I found myself absorbed with what the psychology of Charles, Camilla, William and Harry would be without the Queen. And as I delved into their passions and frustrations, it gave me an answer to questions about the play I had been worrying about: don’t these figures get enough flak already? How much power do they really wield these days?

I discovered that the play was a warning. While the Queen was alive, she allowed the country a comforting illusion that could buffer against the fear of change. If people were ever concerned at how much was becoming unfamiliar, they would be reassured that the Queen was not. Yes, perhaps she seemed a little older each Christmas, with slightly different-shaped glasses, but essentially she was a fixed point, and – many people hoped – possibly immortal. As depicted in Peter Morgan’s The Crown, her overall narrative was one of benevolent, unyielding certainty and strength. She had seen off many challenges in her time – Suez, Thatcher, Diana, Prince Andrew – so why would death be any different? One of my intentions in writing the play was to remind us that this was, of course, a fantasy. The Queen would die one day soon, and how would we feel and react when it happened? How would it alter us, and our country? Would it expose the fact that the monarch had more power than we realised?

Yes, constitutionally, but just as important, power over our sense of identity. The heated controversies around Harry and Meghan, or the accuracy of The Crown, suggest this influence is lasting and real. A large number of people in Britain, if not the majority, care deeply. They hold the monarch and the monarchy as part of their very sense of self.

My play ends as a tragedy. Charles, refusing to sign the bill into law, causes uproar, and is deposed by William and Kate before his coronation. They are crowned instead and Charles becomes, as he puts it:

“- an old

Forgotten gardener, who potters round

And talks to plants, and chuckles to himself.”
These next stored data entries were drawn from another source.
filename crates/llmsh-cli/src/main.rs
mod cli;

fn main() {
    if let Err(e) = cli::run() {
        eprintln!("{e:#}"); // pretty anyhow chain
        std::process::exit(1);
    }
}
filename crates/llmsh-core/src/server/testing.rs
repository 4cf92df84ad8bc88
//! Fake server executables for process tests.

use std::os::unix::fs::PermissionsExt;
use std::path::{Path, PathBuf};
use std::time::Duration;

use tempfile::TempDir;

use super::supervisor::{LaunchArgs, ProcessSupervisor, ServerHandle, StartupError};

/// A shell script standing in for llama-server, plus a dummy model file.
pub(crate) struct FakeServer {
    pub dir: TempDir,
    pub executable: PathBuf,
    pub model: PathBuf,
}

impl FakeServer {
    /// Writes `body` (after a `#!/bin/sh` line) as an executable script.
    pub fn new(body: &str) -> Self {
        let dir = TempDir::new().unwrap();
        let executable = dir.path().join("llama-server");
        std::fs::write(&executable, format!("#!/bin/sh\n{body}")).unwrap();
        std::fs::set_permissions(&executable, std::fs::Permissions::from_mode(0o755)).unwrap();
        let model = dir.path().join("model.gguf");
        std::fs::write(&model, b"GGUF").unwrap();
        Self {
            dir,
            executable,
            model,
        }
    }

    /// A server that does nothing but stay alive.
    pub fn sleeping() -> Self {
        Self::new("exec sleep 60\n")
    }

    /// A server that records its pid next to the script, then sleeps.
    pub fn recording_pid() -> Self {
        Self::new("echo $$ > \"$(dirname \"$0\")/server.pid\"\nexec sleep 60\n")
    }

    pub fn launch_args(dir: &TempDir, model: &Path, port: u16) -> LaunchArgs {
        LaunchArgs {
            executable: dir.path().join("llama-server"),
            model_path: model.to_path_buf(),
            host: "127.0.0.1".to_string(),
            port,
            context_size: 2048,
            gpu_layers: 0,
        }
    }

    pub fn launch_args_for(&self, port: u16) -> LaunchArgs {
        Self::launch_args(&self.dir, &self.model, port)
    }

    pub fn pid_file(&self) -> PathBuf {
        self.dir.path().join("server.pid")
    }

    /// Starts the script, retrying while the freshly written file is still
    /// busy for exec in a concurrently forking test process.
    pub async fn start(&self, supervisor: &ProcessSupervisor, args: &LaunchArgs) -> ServerHandle {
        let mut attempts = 0;
        loop {
            match supervisor.start(args) {
                Ok(handle) => return handle,
                Err(StartupError::SpawnFailure(msg)) if attempts < 10 && msg.contains("busy") => {
                    attempts += 1;
                    tokio::time::sleep(Duration::from_millis(50)).await;
                }
                Err(err) => panic!("fake server failed to start: {err}"),
            }
        }
    }
}

/// True when `pid` no longer names a live process (zombies count as gone).
pub(crate) fn process_gone(pid: u32) -> bool {
    // SAFETY: signal 0 only checks for existence.
    if unsafe { libc::kill(pid as libc::pid_t, 0) } != 0 {
        return true;
    }
    std::fs::read_to_string(format!("/proc/{pid}/stat"))
        .map(|stat| {
            stat.rsplit_once(')')
                .and_then(|(_, rest)| rest.split_whitespace().next())
                .is_some_and(|state| state == "Z")
        })
        .unwrap_or(false)
}

/// Polls `condition` every 20ms until it holds or `timeout` passes.
pub(crate) async fn wait_until(timeout: Duration, mut condition: impl FnMut() -> bool) -> bool {
    let deadline = tokio::time::Instant::now() + timeout;
    loop {
        if condition() {
            return true;
        }
        if tokio::time::Instant::now() >= deadline {
            return false;
        }
        tokio::time::sleep(Duration::from_millis(20)).await;
    }
}
//! Destination for checksum lines: stdout, or the checksum log opened in append mode.

use std::fs::File;
use std::io::{self, BufWriter, Write};
use std::path::{Path, PathBuf};
use thiserror::Error;

use crate::config::RunConfig;

/// Failures on the destination. Always fatal to the run.
#[derive(Debug, Error)]
pub enum SinkError {
    #[error("failed to open checksum log {}", .path.display())]
    Open {
        path: PathBuf,
        #[source]
        source: io::Error,
    },
    #[error("failed to write checksum line")]
    Write(#[source] io::Error),
}

/// The single writer target. Owned by the aggregator for the whole run.
pub enum Sink {
    Stdout(io::Stdout),
    File(BufWriter<File>),
}

impl Sink {
    pub fn stdout() -> Self {
        Sink::Stdout(io::stdout())
    }

    /// Open `path` for appending, creating it if absent. Existing lines are kept.
    pub fn append(path: &Path) -> Result<Self, SinkError> {
        let file = File::options()
            .create(true)
            .append(true)
            .open(path)
            .map_err(|source| SinkError::Open {
                path: path.to_path_buf(),
                source,
            })?;
        tracing::debug!("appending checksums to {}", path.display());
        Ok(Sink::File(BufWriter::new(file)))
    }

    /// Stdout when `emit_stdout` is set (no file is touched), otherwise the
    /// configured checksum log.
    pub fn open(cfg: &RunConfig) -> Result<Self, SinkError> {
        if cfg.emit_stdout {
            Ok(Sink::stdout())
        } else {
            Sink::append(&cfg.output)
        }
    }
}

impl Write for Sink {
    fn write(&mut self, buf: &[u8]) -> io::Result<usize> {
        match self {
            Sink::Stdout(s) => s.lock().write(buf),
            Sink::File(f) => f.write(buf),
        }
    }

    fn flush(&mut self) -> io::Result<()> {
        match self {
            Sink::Stdout(s) => s.lock().flush(),
            Sink::File(f) => f.flush(),
        }
    }
}
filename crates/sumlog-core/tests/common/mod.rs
//! Fixture helpers shared by integration tests.

use std::fs;
use std::path::{Path, PathBuf};

pub const HELLO_SHA384: &str = "59e1748777448c69de6b800d7a33bbfb9ff1b463e44354c3553bcdb9c666fa90125a3c79f90397bdf5f6a13de828684f";
pub const EMPTY_SHA384: &str = "38b060a751ac96384cd9327eb1b1e36a21fdb71114be07434c0cc7bf63f6e1da274edebfe76f65fbd51ad2f14898b95b";

/// Write `contents` to `dir/name` and return the path.
pub fn write_file(dir: &Path, name: &str, contents: &[u8]) -> PathBuf {
    let path = dir.join(name);
    fs::write(&path, contents).unwrap();
    path
}

/// True if `line` is `<96 lowercase hex>` optionally followed by ` - <path>`.
pub fn parse_success(line: &str) -> Option<(&str, Option<&str>)> {
    let (digest, rest) = match line.split_once(" - ") {
        Some((d, p)) => (d, Some(p)),
        None => (line, None),
    };
    let is_hex = digest.len() == 96 && digest.chars().all(|c| matches!(c, '0'..='9' | 'a'..='f'));
    is_hex.then_some((digest, rest))
}
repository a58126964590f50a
//! CLI for sumlog.

use anyhow::{Context, Result};
use clap::Parser;
use std::path::{Path, PathBuf};
use sumlog_core::candidates;
use sumlog_core::config::{self, RunConfig, SumlogConfig};
use sumlog_core::pipeline::{self, RunSummary};
use sumlog_core::sink::Sink;

/// Printed on stdout when no argument survives filtering.
pub const NO_FILES_MESSAGE: &str = "No valid files specified";

/// Compute SHA-384 checksums of files and append them to a checksum log.
#[derive(Debug, Parser)]
#[command(name = "sumlog")]
#[command(about = "Concurrent SHA-384 checksums, appended to a log", long_about = None)]
pub struct Cli {
    /// Write checksums to stdout instead of the checksum log.
    #[arg(short = 'i')]
    pub stdout: bool,

    /// Print only the digest, without the file name.
    #[arg(short = 'c')]
    pub checksum_only: bool,

    /// Checksum log file name, placed next to the sumlog executable (default checksum.txt).
    #[arg(short = 'o', value_name = "NAME")]
    pub output: Option<String>,

    /// Write lines in argument order instead of completion order.
    #[arg(long)]
    pub ordered: bool,

    /// Maximum number of files open for hashing at once.
    #[arg(long, value_name = "N")]
    pub max_open: Option<usize>,

    /// Files to checksum. Directories, missing paths and sumlog itself are skipped.
    #[arg(value_name = "FILE")]
    pub files: Vec<PathBuf>,
}

impl Cli {
    /// Merge flags over file defaults into the immutable run configuration.
    pub fn run_config(&self, defaults: &SumlogConfig, self_exe: &Path) -> RunConfig {
        let name = self.output.as_deref().unwrap_or(&defaults.output_name);
        RunConfig {
            emit_stdout: self.stdout,
            checksum_only: self.checksum_only,
            output: candidates::destination(self_exe, name),
            max_open_files: self.max_open.unwrap_or(defaults.max_open_files),
            ordered: self.ordered || defaults.ordered,
        }
    }
}

pub async fn run_from_args() -> Result<()> {
    let cli = Cli::parse();
    let defaults = config::load_or_default()?;
    tracing::debug!("loaded config: {:?}", defaults);
    let self_exe = std::env::current_exe().context("locate running executable")?;

    if let Some(summary) = execute(&cli, &defaults, &self_exe).await? {
        tracing::debug!("run summary: {:?}", summary);
    }
    Ok(())
}

/// Filter arguments, open the sink and run the pipeline.
/// Returns `None` when there was nothing to hash; the sink is never opened then.
pub async fn execute(
    cli: &Cli,
    defaults: &SumlogConfig,
    self_exe: &Path,
) -> Result<Option<RunSummary>> {
    let cfg = cli.run_config(defaults, self_exe);
    let files = candidates::collect(&cli.files, self_exe);
    if files.is_empty() {
        println!("{}", NO_FILES_MESSAGE);
        return Ok(None);
    }

    // Fail fast: no destination, no hashing.
    let sink = Sink::open(&cfg)?;
    let (summary, sink) = pipeline::run(&cfg, files, sink).await?;
    // Closes the checksum log only after every task has reported.
    drop(sink);
    Ok(Some(summary))
}

#[cfg(test)]
mod tests;
//! One result per input file and the log line rendered from it.

use std::path::{Path, PathBuf};

use crate::checksum::HashError;

/// Digest or error text for one file; exactly one of the two.
#[derive(Debug, Clone, PartialEq, Eq)]
enum Outcome {
    /// Lowercase hex SHA-384.
    Digest(String),
    /// Human-readable failure, written to the log as-is.
    Failed(String),
}

/// Result of hashing one candidate file. `index` is the file's position in
/// the candidate list and is only used when output must follow input order.
#[derive(Debug, Clone, PartialEq, Eq)]
pub struct ChecksumResult {
    index: usize,
    source_path: PathBuf,
    outcome: Outcome,
}

impl ChecksumResult {
    pub fn new(index: usize, source_path: PathBuf, hashed: Result<String, HashError>) -> Self {
        let outcome = match hashed {
            Ok(digest) => Outcome::Digest(digest),
            Err(e) => Outcome::Failed(e.to_string()),
        };
        Self {
            index,
            source_path,
            outcome,
        }
    }

    pub fn failed(index: usize, source_path: PathBuf, message: String) -> Self {
        Self {
            index,
            source_path,
            outcome: Outcome::Failed(message),
        }
    }

    pub fn index(&self) -> usize {
        self.index
    }

    pub fn source_path(&self) -> &Path {
        &self.source_path
    }

    pub fn is_success(&self) -> bool {
        matches!(self.outcome, Outcome::Digest(_))
    }

    /// Render the log line (without trailing newline):
    /// `<digest>`, `<digest> - <path>`, or the error message alone.
    pub fn render(&self, checksum_only: bool) -> String {
        match &self.outcome {
            Outcome::Failed(msg) => msg.clone(),
            Outcome::Digest(digest) if checksum_only => digest.clone(),
            Outcome::Digest(digest) => format!("{} - {}", digest, self.source_path.display()),
        }
    }
}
William and Kate become a new, younger king and queen, promising to restore their late grandmother’s approach of passive stability. After a moment of potential radicalism, even revolution, the country quickly reverts to the conservative.

Today it’s clear this part of the play has not come literally true. William and Kate remain in-waiting. Charles is king. And while he may lack the kind of radicalism he displays in the play, he has shown a commitment to understanding between faiths, to working with less-privileged communities, to addressing the complexities of the Commonwealth, the importance of the environment, and through his troubled and – albeit unwilling – exposure of his private life, he has been revealed as a flawed, tormented but seemingly thoughtful man. Perhaps even those of us mistrustful of the monarchy can find some hope in the ceremony today, as least symbolically, for while the real-life Charles is unlikely to spark any kind of revolution himself, a huge number of young, and not so young, people are campaigning for change – fast.

Through an urgent desire for a new sense of social justice, fairness, and compassion they are rightly questioning much of the conservative thought that has sat under our notions of “stability” since the war. They crave a very different version of the British story to the one the Queen embodied.

So maybe this new king and new era present, along with fresh coins and stamps, an opportunity to reshape our national identity, to discover better answers to those questions, and to tell a more contemporary, complex and human version of our story.